At present, hair is mainly removed by rubbing two brushes with one another, a method not assuring a perfectly thorough hygiene (e.g. cleanliness and sterility) of the tools. There also exists a simple tool shaped as a small rake, whose curved metal teeth are inserted, where possible, among the brush bristles, and a device consisting of two idly-mounted parallel bristled rollers between which a comb, but not a brush, can be manually caused to slide thus obtaining a certain degree of cleaning. All of these methods do not perfectly clean, and they act with extreme slowness. Thus, cleaning brushes is boring, since much work is needed for obtaining visible results, and above all is unpleasant since none of the available devices takes care of collecting the removed residuals which, due to their volatility, are not even easy to locate.
This problem, which may be noticed also at home, is particularly felt by professional hairdressers due to the very frequent use of brushes and combs and the hygiene requirements imposed on them, as these are work tools intended for use with different people.
U.S. Pat. No. 3,348,253 describes a device for removing hair from a hair brush and/or a comb comprising two elongated brushes and rotating in opposite directions which comb the hair out of the hair brush into a lower hair receiving compartment.
Nederland Patent 9,300,585 and U.S. Pat. No. 3,805,318 describe apparatuses according to the preamble of claim 1, where however the rotating shaft/s is/are actually one/two bristled brush/es.

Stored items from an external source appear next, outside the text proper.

//! The assembled sync service.
//!
//! Owns the registry, vault, limiter, job store, executor, scheduler, and
//! health monitor, constructed once at process start. External callers
//! such as an operator UI go through this facade: registration,
//! manual sync triggers, queries, and lifecycle. Manual triggers share the
//! executor's active-job map with the scheduler, so the one-running-job
//! rule holds no matter where a sync came from.

use chrono::Utc;
use cobalt_courier_core::{IntegrationId, SyncJobId};
use cobalt_courier_integration::config::{
    IntegrationConfig, IntegrationStatus, RegistrationRequest,
};
use cobalt_courier_integration::connector::{ConnectorSet, SyncKind};
use cobalt_courier_integration::credential::CredentialVault;
use cobalt_courier_integration::error::RegistryError;
use cobalt_courier_integration::rate_limit::RateLimiter;
use cobalt_courier_integration::registry::IntegrationRegistry;
use cobalt_courier_sync::error::SyncError;
use cobalt_courier_sync::executor::SyncExecutor;
use cobalt_courier_sync::health::HealthMonitor;
use cobalt_courier_sync::job::SyncJob;
use cobalt_courier_sync::store::{SyncJobStore, SyncStore, reconcile_interrupted};
use std::sync::Arc;
use std::time::Duration;

use crate::error::OrchestratorError;
use crate::runtime::{ShutdownHandle, spawn_loops};
use crate::scheduler::SyncScheduler;

/// Tunables for the assembled service.
#[derive(Debug, Clone)]
pub struct OrchestratorConfig {
    /// Cadence of the scheduler loop.
    pub tick_interval: Duration,
    /// Cadence of the health monitor loop.
    pub probe_interval: Duration,
    /// Bound on one health probe's round trip.
    pub probe_timeout: Duration,
    /// Wall-clock budget for one connector sync call.
    pub job_timeout: Duration,
    /// Syncs allowed to run concurrently across all integrations.
    pub worker_pool_size: usize,
    /// Retained job history records.
    pub history_cap: usize,
    /// Retry backoff added per consecutive failure.
    pub backoff_base: Duration,
    /// Upper bound on retry backoff.
    pub backoff_cap: Duration,
}

impl Default for OrchestratorConfig {
    fn default() -> Self {
        Self {
            tick_interval: Duration::from_secs(60),
            probe_interval: Duration::from_secs(300),
            probe_timeout: Duration::from_secs(5),
            job_timeout: Duration::from_secs(300),
            worker_pool_size: 8,
            history_cap: 1000,
            backoff_base: Duration::from_secs(120),
            backoff_cap: Duration::from_secs(1800),
        }
    }
}

/// The integration sync service.
pub struct SyncOrchestrator {
    registry: IntegrationRegistry,
    vault: Arc<CredentialVault>,
    jobs: SyncJobStore,
    store: Arc<dyn SyncStore>,
    executor: Arc<SyncExecutor>,
    scheduler: Arc<SyncScheduler>,
    monitor: Arc<HealthMonitor>,
    config: OrchestratorConfig,
    runtime: Option<ShutdownHandle>,
}

impl SyncOrchestrator {
    /// Assembles the service from its collaborators.
    #[must_use]
    pub fn new(
        vault: CredentialVault,
        connectors: ConnectorSet,
        store: Arc<dyn SyncStore>,
        config: OrchestratorConfig,
    ) -> Self {
        let registry = IntegrationRegistry::new();
        let vault = Arc::new(vault);
        let jobs = SyncJobStore::with_history_cap(config.history_cap);

        let executor = Arc::new(
            SyncExecutor::new(
                registry.clone(),
                Arc::clone(&vault),
                RateLimiter::new(),
                connectors.clone(),
                jobs.clone(),
                Arc::clone(&store),
            )
            .with_job_timeout(config.job_timeout)
            .with_worker_pool(config.worker_pool_size),
        );

        let scheduler = Arc::new(
            SyncScheduler::new(registry.clone(), Arc::clone(&executor), jobs.clone())
                .with_backoff(
                    chrono::Duration::from_std(config.backoff_base)
                        .unwrap_or_else(|_| chrono::Duration::seconds(120)),
                    chrono::Duration::from_std(config.backoff_cap)
                        .unwrap_or_else(|_| chrono::Duration::seconds(1800)),
                ),
        );

        let monitor = Arc::new(
            HealthMonitor::new(registry.clone(), connectors)
                .with_probe_timeout(config.probe_timeout),
        );

        Self {
            registry,
            vault,
            jobs,
            store,
            executor,
            scheduler,
            monitor,
            config,
            runtime: None,
        }
    }

    /// Reloads persisted state into the in-memory registry and history.
    ///
    /// The active-job map starts empty on a cold start; persisted jobs
    /// still marked running did not survive the previous process and are
    /// reconciled to failed-interrupted.
    ///
    /// # Errors
    ///
    /// Returns an error if the store cannot be read.
    pub async fn bootstrap(&self) -> Result<(), OrchestratorError> {
        let integrations = self.store.load_integrations().await?;
        let loaded = integrations.len();
        for config in integrations {
            self.registry.restore(config);
        }

        let mut history = self.store.load_history().await?;
        let interrupted = reconcile_interrupted(&mut history);
        for job in history {
            self.jobs.record(job);
        }

        if interrupted > 0 {
            tracing::warn!(interrupted, "Reconciled jobs interrupted by restart");
        }
        tracing::info!(integrations = loaded, "Bootstrap complete");
        Ok(())
    }

    /// Registers a new integration and returns its id.
    ///
    /// The plaintext credential in the request is sealed into the vault's
    /// active key before the record is stored; it is never persisted.
    ///
    /// # Errors
    ///
    /// Returns a validation error for bad input, a credential error if
    /// sealing fails, or a store error if the record cannot be persisted.
    pub async fn register_integration(
        &self,
        request: &RegistrationRequest,
    ) -> Result<IntegrationId, OrchestratorError> {
        let envelope = self.vault.encrypt(&request.credentials)?;
        let config = self.registry.register(request, envelope)?;
        self.store.save_integration(&config).await?;
        tracing::info!(
            integration = %config.id,
            kind = %config.kind,
            provider = %config.provider,
            "Integration registered"
        );
        Ok(config.id)
    }

    /// Triggers a sync for an integration.
    ///
    /// Shares the scheduler's execution path, so the one-running-job rule
    /// and the rate limit apply identically to manual triggers.
    ///
    /// # Errors
    ///
    /// See [`SyncExecutor::execute`].
    pub async fn execute_sync(
        &self,
        id: IntegrationId,
        kind: SyncKind,
    ) -> Result<SyncJobId, SyncError> {
        self.executor.execute(id, kind).await
    }

    /// Snapshots of all integrations.
    #[must_use]
    pub fn integrations(&self) -> Vec<IntegrationConfig> {
        self.registry.list()
    }

    /// Snapshot of one integration.
    ///
    /// # Errors
    ///
    /// Returns `NotFound` for an unknown id.
    pub fn integration(&self, id: IntegrationId) -> Result<IntegrationConfig, RegistryError> {
        self.registry.get(id)
    }

    /// Updates an integration's lifecycle status (operator action, e.g.
    /// re-enabling after a credential fix).
    ///
    /// # Errors
    ///
    /// Returns `NotFound` for an unknown id.
    pub fn update_integration_status(
        &self,
        id: IntegrationId,
        status: IntegrationStatus,
    ) -> Result<(), RegistryError> {
        self.registry.update_status(id, status)
    }

    /// Jobs currently running.
    #[must_use]
    pub fn active_syncs(&self) -> Vec<SyncJob> {
        self.jobs.active()
    }

    /// Job history, most recent first.
    #[must_use]
    pub fn sync_history(&self, id: Option<IntegrationId>, limit: usize) -> Vec<SyncJob> {
        self.jobs.history(id, limit)
    }

    /// Runs one health probe pass immediately.
    pub async fn probe_now(&self) {
        self.monitor.probe_all().await;
    }

    /// Runs one scheduling pass immediately; returns dispatched count.
    pub async fn tick_now(&self) -> usize {
        self.scheduler.tick(Utc::now()).await
    }

    /// Starts the scheduler and health monitor loops.
    pub fn start(&mut self) {
        if self.runtime.is_some() {
            return;
        }
        self.runtime = Some(spawn_loops(
            Arc::clone(&self.scheduler),
            Arc::clone(&self.monitor),
            self.config.tick_interval,
            self.config.probe_interval,
        ));
        tracing::info!(
            tick_interval_secs = self.config.tick_interval.as_secs(),
            probe_interval_secs = self.config.probe_interval.as_secs(),
            "Sync loops started"
        );
    }

    /// Stops both loops and waits for them to finish.
    pub async fn shutdown(&mut self) {
        if let Some(handle) = self.runtime.take() {
            handle.shutdown().await;
            tracing::info!("Sync loops stopped");
        }
    }
}
//! Error types for the scheduler crate.

use cobalt_courier_integration::error::{CredentialError, RegistryError};
use cobalt_courier_sync::error::StoreError;
use std::fmt;

/// Errors from orchestrator operations.
#[derive(Debug, Clone, PartialEq, Eq)]
pub enum OrchestratorError {
    /// Registry operation failed (including registration validation).
    Registry(RegistryError),
    /// Credential sealing failed during registration.
    Credential(CredentialError),
    /// Persistence failed.
    Store(StoreError),
}

impl fmt::Display for OrchestratorError {
    fn fmt(&self, f: &mut fmt::Formatter<'_>) -> fmt::Result {
        match self {
            Self::Registry(e) => write!(f, "registry error: {e}"),
            Self::Credential(e) => write!(f, "credential error: {e}"),
            Self::Store(e) => write!(f, "store error: {e}"),
        }
    }
}

impl std::error::Error for OrchestratorError {}

impl From<RegistryError> for OrchestratorError {
    fn from(e: RegistryError) -> Self {
        Self::Registry(e)
    }
}

impl From<CredentialError> for OrchestratorError {
    fn from(e: CredentialError) -> Self {
        Self::Credential(e)
    }
}

impl From<StoreError> for OrchestratorError {
    fn from(e: StoreError) -> Self {
        Self::Store(e)
    }
}
//! AI provider integration for wallpaper prompt generation
//!
//! Two capabilities, each behind its own trait: turning an uploaded image into
//! prompts (Gemini) and turning a category/style selection into prompts
//! (OpenRouter chat completions). Both hand raw model text to
//! [`crate::normalize::parse_prompt_list`].

pub mod gemini;
pub mod mime;
pub mod mock;
pub mod openrouter;

pub use gemini::GeminiVisionClient;
pub use mock::{MockCategoryPromptClient, MockImagePromptClient};
pub use openrouter::OpenRouterChatClient;

use crate::models::{CategoryRequest, ImageInput};
use crate::{Error, Result};
use async_trait::async_trait;

#[async_trait]
pub trait ImagePromptService: Send + Sync {
    async fn generate_from_image(&self, image: &ImageInput) -> Result<Vec<String>>;
}

#[async_trait]
pub trait CategoryPromptService: Send + Sync {
    async fn generate_from_category(&self, request: &CategoryRequest) -> Result<Vec<String>>;
}

/// Fail before any network traffic when no key is configured.
pub(crate) fn require_api_key(api_key: &str, provider: &str) -> Result<()> {
    if api_key.trim().is_empty() {
        tracing::warn!("{} API key is not configured", provider);
        return Err(Error::MissingCredential(format!(
            "{} API Key is missing. Please add it in the settings.",
            provider
        )));
    }
    Ok(())
}

/// Collapse transport errors into the provider error users see.
pub(crate) fn transport_to_provider(err: Error, provider: &str) -> Error {
    match err {
        Error::Http(e) => Error::AiProvider(format!(
            "Failed to generate prompts. Please check your {} API key and network connection. ({})",
            provider, e
        )),
        other => other,
    }
}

A brushing action implies a relevant friction force between a cleaning brush and an hair brush to be cleaned, causing i.a. both to become worn.
The problem at the basis of the present invention is that of eliminating the above disadvantages, by creating an apparatus for removing hair entangled among the teeth of combs or among the bristles of brushes, which should clean combs and brushes in an effective, fast and hygienic way without damaging the items to be cleaned—which may often be fragile materials, have a cloth body and be expensive and valuable-, which should avoid the operator having to hold the brush or comb against the friction force tending to entrain it in rotation. Such an apparatus should preferably have reasonable weight and size, such as to be easily placed on a bathroom console or on the sink bench at the hairdressers.